During the last six years, state government has increased 101 state taxes and fees while freezing state aid to our municipalities and school districts, which resulted in dramatic property-tax increases, some in excess of 42 percent.

The combination of higher taxes, rising cost of living and a stagnant private-sector economy has led people to flee New Jersey for more affordable states. Those who left New Jersey took $7.9 billion in income with them — money that could have been reinvested in schools, bridges and other priorities that would have benefited our children.

The Republicans’ top priority in crafting an alternative to the governor’s budget was to make our state more affordable — to ensure that New Jersey families aren’t broken up by the exit of our children looking for jobs or senior citizens searching for homes they can afford on a fixed income.

This meant providing property- tax relief and boosting our economy so we can attract higher-paying jobs and dynamic new industries. We wanted to head off higher gas taxes or tolls that the Democrats say they may impose later this year. It’s time to restrain the urge to tax and do more to reduce the property-tax burden.

While the Corzine budget proposal reduces spending, it does so largely on the backs of the middle class. The governor’s budget cuts tax rebates, slashes municipal aid needed to keep property taxes in check, lowers funding for hospitals that provide charity care and reduces financial aid for outstanding college students.

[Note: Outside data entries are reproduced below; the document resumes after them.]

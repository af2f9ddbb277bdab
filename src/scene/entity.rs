//! Scene graph nodes

use slotmap::new_key_type;

use super::component::ComponentList;
use super::Transform;

new_key_type! {
    /// Handle to an entity stored in a [`Scene`](super::Scene).
    pub struct EntityId;
}

/// A node of the scene graph.
///
/// Parent and children are handles into the owning scene's arena; the scene
/// keeps both directions consistent.
pub struct Entity {
    name: String,
    pub(crate) transform: Transform,
    active: bool,
    pub(crate) parent: Option<EntityId>,
    pub(crate) children: Vec<EntityId>,
    pub(crate) components: ComponentList,
}

impl Entity {
    pub(crate) fn new(name: impl Into<String>) -> Self {
        Self {
            name: name.into(),
            transform: Transform::default(),
            active: true,
            parent: None,
            children: Vec::new(),
            components: ComponentList::default(),
        }
    }

    pub fn name(&self) -> &str {
        &self.name
    }

    pub fn set_name(&mut self, name: impl Into<String>) {
        self.name = name.into();
    }

    pub fn transform(&self) -> &Transform {
        &self.transform
    }

    /// An inactive entity skips itself and its whole subtree during traversal
    pub fn is_active(&self) -> bool {
        self.active
    }

    pub fn set_active(&mut self, active: bool) {
        self.active = active;
    }

    pub fn parent(&self) -> Option<EntityId> {
        self.parent
    }

    pub fn children(&self) -> &[EntityId] {
        &self.children
    }

    pub fn component_count(&self) -> usize {
        self.components.len()
    }
}

impl std::fmt::Debug for Entity {
    fn fmt(&self, f: &mut std::fmt::Formatter<'_>) -> std::fmt::Result {
        f.debug_struct("Entity")
            .field("name", &self.name)
            .field("active", &self.active)
            .field("parent", &self.parent)
            .field("children", &self.children)
            .field("components", &self.components.len())
            .finish()
    }
}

We’d rather eliminate wasteful or unnecessary spending.

To fix the affordability crisis, we developed a long-term reform plan to put and keep our state on track. We looked at programs that were slated for huge increases in aid with no apparent justification.

When we dug deeper, we found these murky programs were full of waste, inefficiency and abuse — often documented by members of the governor’s own administration.

The programs were scaled back to find $1.32 billion in savings that could be spent on New Jerseyans’ priorities, not the State House’s.

We restored $525 million in property-tax relief. This includes $375 million that Gov. Corzine cut from the property-tax rebate program and $150 million in municipal aid cuts that would have resulted in dramatic property-tax increases. The cuts would have been borne only by people in small towns, regardless of the residents’ incomes.

We also proposed dedicating $500 million in permanent funding for state transportation projects, eliminating the need for any of the governor’s proposed toll or gas tax hikes.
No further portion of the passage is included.